Jewish Apple Cake
This Jewish Apple Cake is a wonderfully dense and moist cake batter studded with tons of cinnamon-sugar coated apples. It’s the perfect fall dessert for any occasion!
I know that fall doesn’t OFFICIALLY begin until next Friday (September 22nd), but I’m totally in the camp that once Labor Day is in the rearview mirror, all bets are off on apple and cinnamon and hot chocolate and jeans, hoodies, and blankets. Bring it all on!
I’m ringing in apple season this year with this absolutely spectacular Jewish apple cake. It was sent to me last summer by a reader, Linda, who said she had been making it for years and that it’s a big family favorite. Thank you, Linda, for sending this amazing recipe over! There are countless recipes for Jewish apple cakes floating around online, and you may have your own version, but if you’ve never tried one, this is an absolutely phenomenal apple cake that’s perfect for any fall occasion.
You start with a TON of granny smith apples (perfect if you plan an apple picking trip!) and toss them in sugar and cinnamon. While they’re taking a cinnamon-sugar bath, mix up the cake batter. The mixing method is a little different, as you add the eggs last, and it’s a thick batter, but trust me, this works!

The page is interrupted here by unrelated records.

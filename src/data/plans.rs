use std::fmt;

use super::engine::FilterOutcome;

/// Operators tracked in the plan table, one row each.
pub const OPERATORS: [&str; 6] = ["Pemex", "BP", "Shell", "Total", "Chevron", "Eni"];

/// Area column placeholder for operators without a matched area.
pub const NO_AREA: &str = "N/A";

/// Review stage of an operator's exploration plan.
#[derive(Debug, Clone, Copy, PartialEq, Eq, Hash)]
pub enum PlanStatus {
    UnderEvaluation,
    Approved,
    UnderReview,
    InExecution,
}

impl fmt::Display for PlanStatus {
    fn fmt(&self, f: &mut fmt::Formatter<'_>) -> fmt::Result {
        match self {
            PlanStatus::UnderEvaluation => write!(f, "Under Evaluation"),
            PlanStatus::Approved => write!(f, "Approved"),
            PlanStatus::UnderReview => write!(f, "Under Review"),
            PlanStatus::InExecution => write!(f, "In Execution"),
        }
    }
}

const PLAN_STATUSES: [PlanStatus; 6] = [
    PlanStatus::UnderEvaluation,
    PlanStatus::Approved,
    PlanStatus::UnderReview,
    PlanStatus::Approved,
    PlanStatus::InExecution,
    PlanStatus::Approved,
];

#[derive(Debug, Clone, PartialEq)]
pub struct PlanRow {
    pub operator: &'static str,
    /// Matched area name, or `None` when there are fewer areas than operators.
    pub area: Option<String>,
    pub progress_pct: f64,
    pub status: PlanStatus,
    pub investment_musd: f64,
}

impl PlanRow {
    pub fn area_label(&self) -> &str {
        self.area.as_deref().unwrap_or(NO_AREA)
    }

    pub fn has_data(&self) -> bool {
        self.area.is_some()
    }
}

/// One row per operator, pairing operators with matched areas in order.
pub fn plan_rows(outcome: &FilterOutcome<'_>) -> Vec<PlanRow> {
    OPERATORS
        .iter()
        .zip(PLAN_STATUSES)
        .enumerate()
        .map(|(i, (&operator, status))| {
            let step = i as f64;
            PlanRow {
                operator,
                area: outcome.matched.get(i).map(|a| a.name.clone()),
                progress_pct: (70.0 + step * 5.0 + outcome.investment_total / 100.0).min(100.0),
                status,
                investment_musd: (200.0 + step * 50.0 + outcome.reserves_total / 10.0).max(100.0),
            }
        })
        .collect()
}

/// Investment per operator for rows backed by a real area.
pub fn investment_distribution(rows: &[PlanRow]) -> Vec<(&'static str, f64)> {
    rows.iter()
        .filter(|r| r.has_data())
        .map(|r| (r.operator, r.investment_musd))
        .collect()
}

#[cfg(test)]
mod tests {
    use super::*;
    use crate::data::engine::compute_reference;
    use crate::data::filter::FilterSelection;

    #[test]
    fn default_selection_pads_areas() {
        let out = compute_reference(&FilterSelection::default());
        let rows = plan_rows(&out);
        assert_eq!(rows.len(), 6);
        assert_eq!(rows[0].area_label(), "Bloque Norte");
        assert!(rows[1..].iter().all(|r| r.area_label() == NO_AREA && !r.has_data()));

        assert_eq!(rows[0].progress_pct, 74.5);
        assert_eq!(rows[5].progress_pct, 99.5);
        assert_eq!(rows[0].investment_musd, 325.0);
        assert_eq!(rows[5].investment_musd, 575.0);
        assert_eq!(rows[4].status, PlanStatus::InExecution);

        assert_eq!(investment_distribution(&rows), vec![("Pemex", 325.0)]);
    }

    #[test]
    fn progress_caps_at_100() {
        let out = compute_reference(&FilterSelection::all());
        let rows = plan_rows(&out);
        // 70 + 25 + 10.5
        assert_eq!(rows[5].progress_pct, 100.0);
        assert_eq!(
            rows.iter().map(|r| r.area_label()).collect::<Vec<_>>(),
            vec!["Bloque Norte", "Bloque Este", "Bloque Pacífico", "N/A", "N/A", "N/A"]
        );
        assert_eq!(investment_distribution(&rows).len(), 3);
    }

    #[test]
    fn empty_outcome_has_no_distribution() {
        let out = compute_reference(&FilterSelection::none());
        let rows = plan_rows(&out);
        assert!(rows.iter().all(|r| !r.has_data()));
        assert_eq!(rows[0].investment_musd, 200.0);
        assert!(investment_distribution(&rows).is_empty());
    }
}
use super::filter::{filtered_indices, FilterSelection};
use super::model::{reference_areas, AreaRecord, ResourceType};

/// Baseline of the progress heuristic before any area contributes.
pub const PROGRESS_BASE: f64 = 70.0;

// ---------------------------------------------------------------------------
// FilterOutcome – matched areas plus derived metrics
// ---------------------------------------------------------------------------

/// Result of narrowing an area set with a [`FilterSelection`].
///
/// Every field is a pure function of `matched`; the outcome is rebuilt on
/// each call to [`compute`] and never mutated afterwards.
#[derive(Debug, Clone, PartialEq)]
pub struct FilterOutcome<'a> {
    /// Areas that passed every filter, in input order.
    pub matched: Vec<&'a AreaRecord>,
    pub count: usize,
    pub investment_total: f64,
    pub reserves_total: f64,
    /// `min(100, 70 + 10*count + investment_total/100)`, a display heuristic.
    pub progress_pct: f64,
}

impl FilterOutcome<'_> {
    pub fn is_empty(&self) -> bool {
        self.matched.is_empty()
    }
}

/// Progress heuristic shown on the KPI cards.
pub fn progress_pct(count: usize, investment_total: f64) -> f64 {
    (PROGRESS_BASE + count as f64 * 10.0 + investment_total / 100.0).min(100.0)
}

/// Filter `areas` with `selection` and derive the aggregate metrics.
///
/// Total over every input: empty selections and selections naming values no
/// area carries simply produce an empty outcome.
pub fn compute<'a>(areas: &'a [AreaRecord], selection: &FilterSelection) -> FilterOutcome<'a> {
    let matched: Vec<&AreaRecord> = filtered_indices(areas, selection)
        .into_iter()
        .map(|i| &areas[i])
        .collect();

    let count = matched.len();
    let investment_total: f64 = matched.iter().map(|a| a.investment_musd).sum();
    let reserves_total: f64 = matched.iter().map(|a| a.reserves_mmboe).sum();
    let progress_pct = progress_pct(count, investment_total);

    log::debug!(
        "filter matched {count}/{} areas: investment={investment_total} reserves={reserves_total} progress={progress_pct}",
        areas.len()
    );

    FilterOutcome {
        matched,
        count,
        investment_total,
        reserves_total,
        progress_pct,
    }
}

/// [`compute`] against the static reference area set.
pub fn compute_reference(selection: &FilterSelection) -> FilterOutcome<'static> {
    compute(reference_areas(), selection)
}

// ---------------------------------------------------------------------------
// Per-resource summary (side table next to the map)
// ---------------------------------------------------------------------------

/// Investment and reserves grouped by resource type.
#[derive(Debug, Clone, PartialEq)]
pub struct ResourceSummary {
    pub resource_type: ResourceType,
    pub investment_musd: f64,
    pub reserves_mmboe: f64,
}

/// Group matched areas by resource type. Only types present appear, ordered
/// as in [`ResourceType::ALL`].
pub fn summarize_by_resource(matched: &[&AreaRecord]) -> Vec<ResourceSummary> {
    ResourceType::ALL
        .into_iter()
        .filter_map(|rt| {
            let group: Vec<&&AreaRecord> =
                matched.iter().filter(|a| a.resource_type == rt).collect();
            if group.is_empty() {
                return None;
            }
            Some(ResourceSummary {
                resource_type: rt,
                investment_musd: group.iter().map(|a| a.investment_musd).sum(),
                reserves_mmboe: group.iter().map(|a| a.reserves_mmboe).sum(),
            })
        })
        .collect()
}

When Linda emailed me the recipe, she said that she intentionally “ribbons” her batter in layers over the apples without covering them completely so that the cake has apples all throughout and not distinct layers of cake and apple. It totally worked with mine (as you can see), and I just loved having chunks of apples in every single bite!
The crumb of this cake is compact but OH SO velvety smooth and super moist. Linda talked about how much her family loved the crust on this cake and I agree – I think it was my favorite part! The texture of the cake really reminded me of the Russian pound cake that my aunt and grandma used to make around the holidays (I need to resurrect that cake!).
Linda said that this particular recipe is from Chef Robert Bennett of Classic Bakery in Cherry Hill, New Jersey; when I Googled “Jewish apple cake” I found tons of recipes nearly identical to this one, so it may be one of those recipes that has been floating around in grandmas’ kitchens for decades!
If you need something a little extra special in the dessert department this fall, give this Jewish apple cake a try – it’s dessert comfort food at its best.
And if you have your own recipe for Jewish apple cake, I’d love to hear how it’s similar or different to this one! Tell me all about it!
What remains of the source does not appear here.